All Courses

Python - XML

Updated on Sep 3, 2025

39,232 Views

The Extensible Markup Language (XML) is a markup language much like HTML. It is a portable and. It is useful for handling small to medium amounts of data without using any SQL database.

Python's standard library contains xml package. This package has following modules that define XML processing APIs.

xml.etree.ElementTree: a simple and lightweight XML processor API
xml.dom: the DOM API definition
xml.sax: SAX2 base classes and convenience functions

ElementTree module

XML is a tree like hierarchical data format. This module has two classes for this purpose - 'ElementTree' treats the whole XML document as a tree, and 'Element' represents a single node in this tree. Reading and writing operations on XML files are done on the ElementTree level. Interactions with a single XML element and its sub-elements are done on the Element level.

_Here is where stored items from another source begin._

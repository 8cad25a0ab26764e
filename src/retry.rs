//! Exponential backoff shared by the HTTP clients.
//!
//! HTTP 429 and 5xx responses, plus network errors, are retried; any
//! other 4xx fails immediately. Delays double from `base_delay` and are
//! capped at 2^5 times it (1s, 2s, 4s, 8s, 16s, 32s by default).

use std::time::Duration;

use reqwest::StatusCode;

#[derive(Debug, Clone, Copy)]
pub struct RetryPolicy {
    /// Retries after the first attempt.
    pub max_retries: u32,
    pub base_delay: Duration,
}

impl RetryPolicy {
    pub fn new(max_retries: u32) -> Self {
        Self {
            max_retries,
            base_delay: Duration::from_secs(1),
        }
    }

    pub fn with_base_delay(mut self, base_delay: Duration) -> Self {
        self.base_delay = base_delay;
        self
    }

    /// Delay before `attempt` (0-based); zero for the first attempt.
    pub fn delay_for(&self, attempt: u32) -> Duration {
        if attempt == 0 {
            return Duration::ZERO;
        }
        self.base_delay * (1u32 << (attempt - 1).min(5))
    }

    pub fn attempts(&self) -> u32 {
        self.max_retries + 1
    }
}

/// Rate limited or server error.
pub fn is_transient(status: StatusCode) -> bool {
    status == StatusCode::TOO_MANY_REQUESTS || status.is_server_error()
}
//! Periodic trigger for crawl cycles.
//!
//! Thin adapter: ticks every `crawler.interval_minutes`, builds a fresh
//! [`CrawlerConfig`](ion_crawler_core::models::CrawlerConfig) snapshot,
//! and runs one cycle to completion before waiting for the next tick.
//! Ticks missed while a long cycle runs are skipped, never queued.

use std::sync::Arc;

use anyhow::Result;
use tokio::time::{interval, MissedTickBehavior};
use tokio_util::sync::CancellationToken;
use tracing::{error, info};

use crate::config::Config;
use crate::crawl::CrawlCycle;

/// Run cycles until `shutdown` is cancelled.
///
/// A cancelled shutdown also cancels the in-flight cycle, which finishes
/// the record it is on and returns. Store failures are logged and the
/// loop waits for the next tick.
pub async fn run_scheduler(
    cycle: Arc<CrawlCycle>,
    config: &Config,
    shutdown: CancellationToken,
) -> Result<()> {
    let mut ticker = interval(config.interval());
    ticker.set_missed_tick_behavior(MissedTickBehavior::Skip);

    info!(
        interval_minutes = config.crawler.interval_minutes,
        "started periodic crawling of the ION feed"
    );

    loop {
        tokio::select! {
            _ = shutdown.cancelled() => break,
            _ = ticker.tick() => {}
        }

        let snapshot = config.crawler_config();
        match cycle.run_cycle(&snapshot, &shutdown).await {
            Ok(summary) => {
                if summary.failed > 0 {
                    info!(
                        failed = summary.failed,
                        "some documents remain unpublished; they will be retried next cycle"
                    );
                }
            }
            Err(e) => error!(
                error = %e.source,
                published = e.partial.published,
                "store failure; waiting for the next tick"
            ),
        }
    }

    info!("stopped ION crawler");
    Ok(())
}

/// Serve command: open the store, then crawl until Ctrl-C.
pub async fn run_serve(config: &Config) -> Result<()> {
    let cycle = Arc::new(CrawlCycle::from_config(config).await?);
    let shutdown = CancellationToken::new();

    let signal = shutdown.clone();
    tokio::spawn(async move {
        if tokio::signal::ctrl_c().await.is_ok() {
            info!("shutdown requested; finishing current record");
            signal.cancel();
        }
    });

    run_scheduler(cycle, config, shutdown).await
}
//! Selection of relevant feed records.
//!
//! A record matches when its declared `type` is one of the accepted tags.
//! The identity network stores type tags base64-encoded (`Z3hp` is
//! `gxi`), so a tag matches either verbatim or after decoding.
//!
//! Optional random sampling thins matches for load testing. It is off at
//! the default rate of `1.0`, where the filter is fully deterministic.
//! A sampled-out document is reported with its id so the caller can
//! remember the decision instead of drawing again on the next re-read.

use std::collections::BTreeSet;

use base64::engine::general_purpose::{STANDARD, STANDARD_NO_PAD, URL_SAFE, URL_SAFE_NO_PAD};
use base64::Engine;
use chrono::{DateTime, Utc};
use rand::Rng;

use crate::models::{CrawlerConfig, DidDocument, RawRecord};

/// Result of classifying one raw record.
#[derive(Debug, Clone, PartialEq)]
pub enum FilterOutcome {
    Matched(DidDocument),
    /// Well-formed, but of another type.
    Excluded,
    /// Accepted type, but not selected by the sampling draw.
    SampledOut { id: String },
    /// Could not be parsed. `id` is present when the record named one,
    /// so it can still be marked seen.
    Malformed { id: Option<String> },
}

#[derive(Debug, Clone)]
pub struct DocumentFilter {
    accepted: BTreeSet<String>,
    sampling_rate: f64,
}

impl DocumentFilter {
    pub fn new(accepted: BTreeSet<String>, sampling_rate: f64) -> Self {
        Self {
            accepted,
            sampling_rate,
        }
    }

    pub fn from_config(config: &CrawlerConfig) -> Self {
        Self::new(config.accepted_types.clone(), config.sampling_rate)
    }

    /// Resolve a declared type to the accepted tag it stands for.
    pub fn accepted_tag(&self, declared: &str) -> Option<&str> {
        if let Some(tag) = self.accepted.get(declared) {
            return Some(tag.as_str());
        }
        let decoded = decode_type_tag(declared)?;
        self.accepted.get(decoded.as_str()).map(String::as_str)
    }

    /// Classify `record`. Never fails; unparseable input is `Malformed`.
    pub fn matches<R: Rng + ?Sized>(
        &self,
        record: &RawRecord,
        observed_at: DateTime<Utc>,
        rng: &mut R,
    ) -> FilterOutcome {
        let Some(fields) = record.as_object() else {
            return FilterOutcome::Malformed { id: None };
        };

        let id = ["id", "didSuffix"]
            .iter()
            .filter_map(|k| fields.get(*k).and_then(|v| v.as_str()))
            .map(str::trim)
            .find(|s| !s.is_empty())
            .map(str::to_string);
        let Some(id) = id else {
            return FilterOutcome::Malformed { id: None };
        };

        let declared = match fields.get("type").and_then(|v| v.as_str()) {
            Some(t) if !t.trim().is_empty() => t.trim(),
            _ => return FilterOutcome::Malformed { id: Some(id) },
        };

        let Some(tag) = self.accepted_tag(declared) else {
            return FilterOutcome::Excluded;
        };

        if self.sampling_rate < 1.0 && rng.gen::<f64>() >= self.sampling_rate {
            return FilterOutcome::SampledOut { id };
        }

        let payload = fields
            .get("document")
            .cloned()
            .unwrap_or_else(|| record.clone());

        FilterOutcome::Matched(DidDocument {
            id,
            doc_type: tag.to_string(),
            payload,
            observed_at,
        })
    }
}

fn decode_type_tag(declared: &str) -> Option<String> {
    [STANDARD, STANDARD_NO_PAD, URL_SAFE, URL_SAFE_NO_PAD]
        .iter()
        .find_map(|engine| engine.decode(declared).ok())
        .and_then(|bytes| String::from_utf8(bytes).ok())
}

To create XML file using ElementTree:

The tree is a hierarchical structure of elements starting with root followed by other elements. Each element is created by using Element() function of this module.

import xml.etree.ElementTree as xml
e=xml.Element('name')

Each element is characterized by a tag and attrib attribute which is a dict object. For tree's starting element, attrib is an empty dictionary

>>> root=xml.Element('students')
>>> root.tag
'students'
>>> root.attrib
{}

You may now set up one or more child elements to be added under root element. Each child may have one or more subelements. Add them using Subelement() function and define it's text attribute.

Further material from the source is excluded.